You know something? Toys are dirt cheap. Ever since they started manufacturing them in foreign countries (think China, Taiwan etc) toys have continued their price decline. Combine low cost manufacturing with very large retail importers (think Walmart, Target, Costco etc) and you’ve got the recipe for low cost toys for kids. Why do I care, you ask? Well, it all goes back to my childhood, long before toys were all that cheap. I grew up next to a boy the same age as me. Every time his mother would get in the car to go somewhere, he would run as fast as he could to reach his driveway yelling, “Mom, get me a toy?” Without fail, and I’m being completely serious, his mom would always come back with a toy for him. Hell, she might have been going to the hair salon, but she’d go by the store and find something for him. Needless to say, he literally had just about every toy that was produced. Too bad his mother drove them in to deep debt to do this.

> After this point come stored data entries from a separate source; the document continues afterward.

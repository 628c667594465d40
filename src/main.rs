use anyhow::{bail, Context, Result};
use backdrop_fx::capture::{CaptureSource, SyntheticCapture, WebcamCapture};
use backdrop_fx::output::{OutputSink, V4L2Output};
use backdrop_fx::segmentation::load_onnx_backend;
use backdrop_fx::{
    BackgroundConfig, BlendMode, EffectOptions, EffectTrackController, InputTrack, PipelineChoice,
    SegmentationDims,
};
use clap::{Parser, ValueEnum};
use std::time::{Duration, Instant};

#[derive(ValueEnum, Debug, Clone, Copy)]
enum BackgroundArg {
    /// Blur everything behind the person
    Blur,
    /// Replace the background with --background-image
    Image,
}

#[derive(ValueEnum, Debug, Clone, Copy)]
enum PipelineArg {
    /// GPU when an adapter is usable, CPU otherwise
    Auto,
    Gpu,
    Cpu,
}

#[derive(ValueEnum, Debug, Clone, Copy)]
enum BlendArg {
    Screen,
    LinearDodge,
}

#[derive(Parser, Debug)]
#[command(author, version, about, long_about = None)]
struct Args {
    /// Input webcam device index
    #[arg(short, long, default_value_t = 0)]
    input_device: u32,

    /// Output v4l2loopback device path
    #[arg(short, long, default_value = "/dev/video10")]
    output_device: String,

    /// Capture resolution width
    #[arg(long, default_value_t = 1280)]
    capture_width: u32,

    /// Capture resolution height
    #[arg(long, default_value_t = 720)]
    capture_height: u32,

    /// Target frames per second
    #[arg(long, default_value_t = 30)]
    fps: u32,

    /// Enable debug logging
    #[arg(long)]
    debug: bool,

    /// Path to segmentation model (ONNX file)
    /// If not provided, runs in passthrough mode without segmentation
    #[arg(long)]
    model: Option<String>,

    /// Background effect
    #[arg(long, value_enum, default_value_t = BackgroundArg::Blur)]
    background: BackgroundArg,

    /// Background image path or file:// URL
    #[arg(long)]
    background_image: Option<String>,

    /// Rendering pipeline
    #[arg(long, value_enum, default_value_t = PipelineArg::Auto)]
    pipeline: PipelineArg,

    /// Model input width
    #[arg(long, default_value_t = 256)]
    segmentation_width: u32,

    /// Model input height
    #[arg(long, default_value_t = 144)]
    segmentation_height: u32,

    /// How light wrapping is blended over the person
    #[arg(long, value_enum, default_value_t = BlendArg::Screen)]
    blend_mode: BlendArg,

    /// Strength of the background light around the person's edge
    #[arg(long, default_value_t = 0.3)]
    light_wrapping: f32,

    /// Use a generated test pattern instead of the webcam
    #[arg(long)]
    synthetic: bool,

    /// Stop after this many frames
    #[arg(long)]
    frames: Option<u64>,
}

fn main() -> Result<()> {
    let args = Args::parse();

    // Initialize logging
    let log_level = if args.debug {
        tracing::Level::DEBUG
    } else {
        tracing::Level::INFO
    };

    tracing_subscriber::fmt()
        .with_max_level(log_level)
        .with_target(false)
        .init();

    tracing::info!("backdrop-fx starting");
    tracing::info!("Capture: {}x{}", args.capture_width, args.capture_height);
    tracing::info!("Target FPS: {}", args.fps);

    let capture = open_capture(&args)?;

    let output = V4L2Output::new(&args.output_device, args.capture_width, args.capture_height)
        .context("Failed to initialize v4l2loopback output")?;

    match &args.model {
        Some(model_path) => run_effect(&args, model_path, capture, Box::new(output)),
        None => {
            tracing::info!("Running in passthrough mode (no segmentation)");
            run_passthrough(capture, output, args.fps, args.frames)
        }
    }
}

fn open_capture(args: &Args) -> Result<Box<dyn CaptureSource>> {
    if args.synthetic {
        tracing::info!("Using synthetic capture");
        return Ok(Box::new(SyntheticCapture::new(
            args.capture_width,
            args.capture_height,
            args.fps as f32,
        )));
    }

    let capture = WebcamCapture::new(
        args.input_device,
        args.capture_width,
        args.capture_height,
        args.fps,
    )
    .context("Failed to initialize webcam capture")?;
    Ok(Box::new(capture))
}

fn effect_options(args: &Args) -> EffectOptions {
    EffectOptions {
        segmentation: SegmentationDims::new(args.segmentation_width, args.segmentation_height),
        pipeline: match args.pipeline {
            PipelineArg::Auto => PipelineChoice::Auto,
            PipelineArg::Gpu => PipelineChoice::Accelerated,
            PipelineArg::Cpu => PipelineChoice::Fallback,
        },
        blend_mode: match args.blend_mode {
            BlendArg::Screen => BlendMode::Screen,
            BlendArg::LinearDodge => BlendMode::LinearDodge,
        },
        light_wrapping: args.light_wrapping,
        ..EffectOptions::default()
    }
}

fn background_config(args: &Args) -> Result<BackgroundConfig> {
    match (args.background, &args.background_image) {
        (BackgroundArg::Blur, _) => Ok(BackgroundConfig::Blur),
        (BackgroundArg::Image, Some(url)) => Ok(BackgroundConfig::Image(url.clone())),
        (BackgroundArg::Image, None) => bail!("--background image requires --background-image"),
    }
}

fn run_effect(
    args: &Args,
    model_path: &str,
    capture: Box<dyn CaptureSource>,
    output: Box<dyn OutputSink>,
) -> Result<()> {
    let options = effect_options(args);
    let background = background_config(args)?;

    tracing::info!("Loading segmentation model from {}", model_path);
    let model = std::fs::read(model_path)
        .with_context(|| format!("Failed to read model {}", model_path))?;
    let backend = load_onnx_backend(&model, options.segmentation, options.backend_timeout)
        .context("Failed to load segmentation model")?;
    tracing::info!("Segmentation model loaded successfully");

    let mut controller = EffectTrackController::new(
        backend,
        InputTrack::new(capture),
        output,
        background,
        options,
    )
    .context("Failed to start background effect")?;

    match args.frames {
        Some(limit) => {
            while controller.frames_rendered() < limit && controller.pump() {}
            controller.stop();
            if let Some(err) = controller.failure() {
                return Err(err.clone().into());
            }
        }
        None => {
            tracing::info!("Press Ctrl+C to stop");
            controller.run()?;
        }
    }

    tracing::info!(
        "Wrote {} frames",
        controller.output_track().frames_written()
    );
    Ok(())
}

fn run_passthrough<O>(
    mut capture: Box<dyn CaptureSource>,
    mut output: O,
    target_fps: u32,
    frames: Option<u64>,
) -> Result<()>
where
    O: OutputSink,
{
    let frame_duration = Duration::from_secs_f32(1.0 / target_fps.max(1) as f32);
    let mut frame_count = 0u64;
    let mut total_capture_time = Duration::ZERO;
    let mut total_output_time = Duration::ZERO;

    while frames.map_or(true, |limit| frame_count < limit) {
        let loop_start = Instant::now();

        let capture_start = Instant::now();
        let frame = capture
            .capture_frame()
            .context("Failed to capture frame")?;
        total_capture_time += capture_start.elapsed();

        let output_start = Instant::now();
        output
            .write_frame(&frame)
            .context("Failed to write frame")?;
        total_output_time += output_start.elapsed();

        frame_count += 1;

        // Log stats every 30 frames
        if frame_count % 30 == 0 {
            let avg_capture_ms = total_capture_time.as_secs_f64() * 1000.0 / frame_count as f64;
            let avg_output_ms = total_output_time.as_secs_f64() * 1000.0 / frame_count as f64;
            let total_ms = avg_capture_ms + avg_output_ms;
            tracing::info!(
                "Frame {}: capture={:.1}ms, output={:.1}ms, total={:.1}ms, fps={:.1}",
                frame_count,
                avg_capture_ms,
                avg_output_ms,
                total_ms,
                1000.0 / total_ms
            );
        }

        // Frame rate limiting
        let elapsed = loop_start.elapsed();
        if elapsed < frame_duration {
            std::thread::sleep(frame_duration - elapsed);
        }
    }

    capture.stop()?;
    output.close()?;
    Ok(())
}
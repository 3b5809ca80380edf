use std::fmt;

use crate::{Category, PoolConfig, VisualBinding, VisualFactory};

/// Idle-instance stack for one category with a per-tick instantiation budget.
///
/// Running out of budget is never an error: [`ObjectPool::acquire`] returns
/// `None` and the caller retries on a later tick.
pub struct ObjectPool {
    category: Category,
    factory: Box<dyn VisualFactory>,
    config: PoolConfig,
    idle: Vec<Box<dyn VisualBinding>>,
    destroy_without_recycling: bool,
    instantiated_this_tick: usize,
    denied_this_tick: usize,
}

impl ObjectPool {
    pub fn new(category: Category, factory: Box<dyn VisualFactory>, config: PoolConfig) -> Self {
        Self {
            category,
            factory,
            config,
            idle: Vec::with_capacity(config.buffered_idle_target),
            destroy_without_recycling: false,
            instantiated_this_tick: 0,
            denied_this_tick: 0,
        }
    }

    /// Destroys released instances instead of keeping them for reuse.
    pub fn with_destroy_without_recycling(mut self, enabled: bool) -> Self {
        self.destroy_without_recycling = enabled;
        self
    }

    pub fn category(&self) -> Category {
        self.category
    }

    pub fn config(&self) -> PoolConfig {
        self.config
    }

    pub fn idle_count(&self) -> usize {
        self.idle.len()
    }

    pub fn instantiated_this_tick(&self) -> usize {
        self.instantiated_this_tick
    }

    /// Acquisitions refused this tick because the budget was spent.
    pub fn denied_this_tick(&self) -> usize {
        self.denied_this_tick
    }

    pub fn can_instantiate_this_tick(&self) -> bool {
        self.instantiated_this_tick < self.config.max_instantiations_per_tick
    }

    /// True when demand this tick exceeded what the budget allowed.
    pub fn is_over_budget_this_tick(&self) -> bool {
        self.denied_this_tick > 0
    }

    /// Resets the per-tick counters.
    pub fn begin_tick(&mut self) {
        self.instantiated_this_tick = 0;
        self.denied_this_tick = 0;
    }

    /// Pops an idle instance, or creates one if the tick budget allows it.
    pub fn acquire(&mut self) -> Option<Box<dyn VisualBinding>> {
        if let Some(visual) = self.idle.pop() {
            return Some(visual);
        }
        if self.can_instantiate_this_tick() {
            return Some(self.instantiate());
        }
        self.denied_this_tick += 1;
        None
    }

    pub fn release(&mut self, visual: Box<dyn VisualBinding>) {
        if self.destroy_without_recycling {
            self.factory.destroy(visual);
            return;
        }
        self.idle.push(visual);
    }

    /// Tops the idle stack up.
    ///
    /// With `None` the stack grows towards `buffered_idle_target` but stops when
    /// this tick's budget is spent. With `Some(count)` it grows to `count`
    /// ignoring the budget; that bulk mode is meant for pre-buffering before
    /// play starts. Returns whether the requested size was reached.
    pub fn refill_to_target(&mut self, override_count: Option<usize>) -> bool {
        match override_count {
            Some(count) => {
                while self.idle.len() < count {
                    let visual = self.factory.instantiate();
                    self.idle.push(visual);
                }
                true
            }
            None => {
                while self.idle.len() < self.config.buffered_idle_target {
                    if !self.can_instantiate_this_tick() {
                        return false;
                    }
                    let visual = self.instantiate();
                    self.idle.push(visual);
                }
                true
            }
        }
    }

    /// Destroys every idle instance through the factory.
    pub fn clear(&mut self) {
        for visual in self.idle.drain(..) {
            self.factory.destroy(visual);
        }
    }

    fn instantiate(&mut self) -> Box<dyn VisualBinding> {
        self.instantiated_this_tick += 1;
        self.factory.instantiate()
    }
}

impl Drop for ObjectPool {
    fn drop(&mut self) {
        self.clear();
    }
}

impl fmt::Debug for ObjectPool {
    fn fmt(&self, f: &mut fmt::Formatter<'_>) -> fmt::Result {
        f.debug_struct("ObjectPool")
            .field("category", &self.category)
            .field("config", &self.config)
            .field("idle", &self.idle.len())
            .field("destroy_without_recycling", &self.destroy_without_recycling)
            .field("instantiated_this_tick", &self.instantiated_this_tick)
            .field("denied_this_tick", &self.denied_this_tick)
            .finish()
    }
}
impl fmt::Debug for RealizationWindow {
    fn fmt(&self, f: &mut fmt::Formatter<'_>) -> fmt::Result {
        f.debug_struct("RealizationWindow")
            .field("config", &self.config)
            .field("loaded", &self.loaded)
            .field("carriers", &self.carriers.len())
            .field("tracked", &self.start_time.len())
            .field("realized", &self.realized.len())
            .field("deferred", &self.deferred.len())
            .field("position", &self.position)
            .field("diagnostics", &self.diagnostics)
            .finish()
    }
}

#[cfg(test)]
mod tests;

I, on the other hand, grew up in a house that had a few limits. For starters, our family didn’t have a lot of money. We ate a lot of store brand foods and seldom ate out. We only got a new toy on Christmas or our birthday. I spent a lot of time playing at his house, but he held those toys over my head like I was his personal whipping boy. I hated it, but it was the only way I got to play with cool new toys. I could always expect to play with last weeks toy, but that was good enough for me.
Well, years later, as I was going through high school, he dropped out. Probably because when his mother wasn’t buying toys for him, or getting him his nightly “take out” for dinner, she was trying to do his homework. At some point, I think the homework got hard enough that neither of them could do it. I don’t know what happened to him, but I’m certain he hasn’t learned all the right lessons about money that I want our daughter to learn.
So, why does this matter now? Well, I’ve found that our daughter gets a lot of toys. They are so cheap that we and our family, tend to pick them up more often than we’d like. On top of that, we have gotten a TON of “hand me down” toys. I’ve started to draw some correlations between our daughters childhood and my old neighbors. (Just in the area of toy acquisitions). So, we are now making a conscious effort not to buy these cheap toys. We’ll still take hand me down toys, but we won’t spend much on toys except for Christmas and birthdays. We want a new toy to be a little more special for her. If she is getting toys too often, we’re concerned she’ll learn to expect them and not appreciate them, or the money that it took to buy them.